God called both Adam and Eve, “Adam”. (Genesis 5:2). This is the Law of coverture, and the reason why women take their husbands’ name. They are considered “one flesh” (Matthew 19:5-6, Mark.10:8, Ephesians 5:31).

Tattoos are forbidden (Leviticus 19:28).

What did Jesus eat? Clean Meats – Jesus ate Lamb at the Passover supper. (Luke 22:15). Fish – Jesus fed thousands of people with fish. (Matthew 14:19). Eggs – Jesus called eggs “good” (Luke 11:12,13). Butter – Jesus ate butter and honey (Isaiah 7:15).

The oldest book in scripture, the book of Job, records people sprinkling salt on eggs. Job 6:6, “Can that which is unsavoury be eaten without salt? or is there any taste in the white of an egg?”

Seriously? The apostle Peter fished naked (John 21:7). Saul “stripped off his clothes also, and prophesied before Samuel” (1 Samuel 19:24). Isaiah “walked naked and barefoot for three years” (Isa.20:2-4).
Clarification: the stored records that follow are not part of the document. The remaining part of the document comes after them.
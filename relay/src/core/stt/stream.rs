//! Per-call transcription stream.
//!
//! Wraps a [`RecognitionService`] with the call-level lifecycle
//! `Idle -> Streaming -> Closed`. The remote session is opened lazily by the
//! first audio push, results are exposed as a single lazy sequence of
//! [`TranscriptionUpdate`], and once closed the stream never reopens.

use std::sync::Arc;

use bytes::Bytes;
use parking_lot::Mutex;
use tokio::sync::mpsc;
use tokio::task::JoinHandle;
use tokio_util::sync::CancellationToken;
use tracing::{debug, error, info, trace};

use super::base::{RecognitionService, STTError, TranscriptEvent};
use crate::core::queue::{self, QueueWriter};

/// Lifecycle of a transcription stream.
#[derive(Debug, Clone, Copy, PartialEq, Eq)]
pub enum TranscriptionState {
    /// No audio seen yet, no remote session held.
    Idle,
    /// Remote session open and accepting audio.
    Streaming,
    /// Call ended or the session failed. Audio is dropped.
    Closed,
}

/// One item of the transcript sequence.
#[derive(Debug, Clone, PartialEq, Eq)]
pub enum TranscriptionUpdate {
    Transcript(TranscriptEvent),
    /// Terminal: the recognition session failed and will not come back.
    Failed(STTError),
}

/// Consumer side of a transcription stream.
///
/// Yields nothing once the owning stream has been closed, even if results
/// were still buffered.
pub struct TranscriptUpdates {
    rx: mpsc::Receiver<TranscriptionUpdate>,
    cancel: CancellationToken,
}

impl TranscriptUpdates {
    pub async fn next(&mut self) -> Option<TranscriptionUpdate> {
        if self.cancel.is_cancelled() {
            return None;
        }
        tokio::select! {
            biased;
            _ = self.cancel.cancelled() => None,
            update = self.rx.recv() => update,
        }
    }
}

pub struct TranscriptionStream {
    service: Arc<dyn RecognitionService>,
    capacity: usize,
    state: Arc<Mutex<TranscriptionState>>,
    audio: Option<QueueWriter<Bytes>>,
    updates_tx: Option<mpsc::Sender<TranscriptionUpdate>>,
    cancel: CancellationToken,
    task: Option<JoinHandle<()>>,
}

impl TranscriptionStream {
    /// Create an idle stream and its update sequence.
    ///
    /// `capacity` bounds both the audio queue towards the service and the
    /// result buffer towards the consumer.
    pub fn new(service: Arc<dyn RecognitionService>, capacity: usize) -> (Self, TranscriptUpdates) {
        let (updates_tx, rx) = mpsc::channel(capacity);
        let cancel = CancellationToken::new();

        let stream = Self {
            service,
            capacity,
            state: Arc::new(Mutex::new(TranscriptionState::Idle)),
            audio: None,
            updates_tx: Some(updates_tx),
            cancel: cancel.clone(),
            task: None,
        };

        (stream, TranscriptUpdates { rx, cancel })
    }

    pub fn state(&self) -> TranscriptionState {
        *self.state.lock()
    }

    /// Push one frame of recognizer-format audio.
    ///
    /// Opens the remote session on the first call. Waits while the audio
    /// queue is full. Frames pushed after close are dropped silently.
    pub async fn push(&mut self, frame: Bytes) {
        match self.state() {
            TranscriptionState::Closed => {
                trace!("Transcription closed, dropping {} bytes", frame.len());
                return;
            }
            TranscriptionState::Idle => self.open(),
            TranscriptionState::Streaming => {}
        }

        let Some(audio) = &self.audio else {
            return;
        };

        if audio.push(frame).await.is_err() {
            debug!("Recognition session gone, closing transcription stream");
            *self.state.lock() = TranscriptionState::Closed;
            self.audio = None;
        }
    }

    fn open(&mut self) {
        let Some(updates) = self.updates_tx.take() else {
            *self.state.lock() = TranscriptionState::Closed;
            return;
        };

        let (writer, reader) = queue::bounded("audio-in", self.capacity);
        let (results_tx, mut results_rx) = mpsc::channel::<TranscriptEvent>(self.capacity);
        self.audio = Some(writer);
        *self.state.lock() = TranscriptionState::Streaming;

        let service = self.service.clone();
        let state = self.state.clone();
        let cancel = self.cancel.clone();

        info!(
            provider = service.provider_name(),
            "Opening recognition session"
        );

        let task = tokio::spawn(async move {
            let session = service.run_session(reader, results_tx);
            tokio::pin!(session);

            let outcome = loop {
                tokio::select! {
                    biased;
                    _ = cancel.cancelled() => break None,
                    Some(event) = results_rx.recv() => {
                        if updates.send(TranscriptionUpdate::Transcript(event)).await.is_err() {
                            break None;
                        }
                    }
                    result = &mut session => break Some(result),
                }
            };

            if let Some(result) = outcome {
                while let Ok(event) = results_rx.try_recv() {
                    if cancel.is_cancelled()
                        || updates
                            .send(TranscriptionUpdate::Transcript(event))
                            .await
                            .is_err()
                    {
                        break;
                    }
                }

                match result {
                    Ok(()) => info!("Recognition session ended"),
                    Err(e) => {
                        error!(error = %e, "Recognition session failed, transcription stops for this call");
                        let _ = updates.send(TranscriptionUpdate::Failed(e)).await;
                    }
                }
            }

            *state.lock() = TranscriptionState::Closed;
        });

        self.task = Some(task);
    }

    /// Close the stream and the remote session. Idempotent.
    pub async fn close(&mut self) {
        *self.state.lock() = TranscriptionState::Closed;
        self.cancel.cancel();
        self.audio = None;
        self.updates_tx = None;

        if let Some(task) = self.task.take() {
            task.abort();
            let _ = task.await;
            info!("Transcription stream closed");
        }
    }
}

impl Drop for TranscriptionStream {
    fn drop(&mut self) {
        self.cancel.cancel();
        if let Some(task) = self.task.take() {
            task.abort();
        }
    }
}
use axum::response::Json;
use serde_json::{Value, json};

/// Health check endpoint
pub async fn health_check() -> Json<Value> {
    Json(json!({ "status": "OK" }))
}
Paul was a tentmaker (Acts 18:3) and Jesus was a carpenter (Mark 6:3).

Jesus taught the apostles to only preach to Jews (Matthew 10:5-6). It wasn’t until many years after his death that they were commanded to preach to the Gentiles as well (Acts 11:30; 14:27, Romans 1:6). The apostles explain why in Acts 13:46,47.

Nicely said. Adam and Eve attempted to cover their nakedness with fig leaves which represented their own works to cover their sin (Genesis 3:7). But God demonstrated acceptable sacrifice by covering Adam and Eve with the skin of an innocent animal (Genesis 3:21). Because without the shedding of blood, there is no remission for sin (Numbers 35:33, Hebrews 9:22).

The earth was created in six days. However, the third day completed the fundamentals of creation work, and the fourth, fifth, and sixth days are the counterpart and repetition of the first, second, and third days, and correspond respectively.

1st day – God divides light from darkness 4th day – God makes lights in the heaven (Sun, moon, stars)
2nd day – God divides the waters 5th day – God creates life in the waters
3rd day – God creates land and vegetation 6th day – God creates life on land
  1. In his investigation of what happened, the Lord God first questions Adam and then Eve (verses 8-13). God does not question the serpent. But he renders punishment in opposite order – first to the serpent (verses 14-15), then to the woman in verse 16, then to the man in verses 17-19. This sequence parallels the order of appearance in the narrative in Chapter 3. The serpent appears first in the chapter, and is named first in the series of punishments – he is the first to blame, as he was the instigator. The woman is the one who appears second, and the third in appearance is Adam, and he is the last to be punished. Yahweh and the serpent are the characters who signify pivotal change in the story line. Dr. Sofia Cavalletti comments that there are two interesting if not unique occurrences during the adjudication part of the narrative in Genesis 3:14-19. God directly curses the serpent only; this occurs nowhere else in the Bible. But God only punishes the man and woman. And the gift of mitigation by God for the man and woman occurs during the punishment of the serpent. There is a prophetic sense to the passage in Genesis 3:15, for, during the punishment of the serpent, God refers to the future, that there will be one “who will crush the head of the serpent.” There is hope for the human race!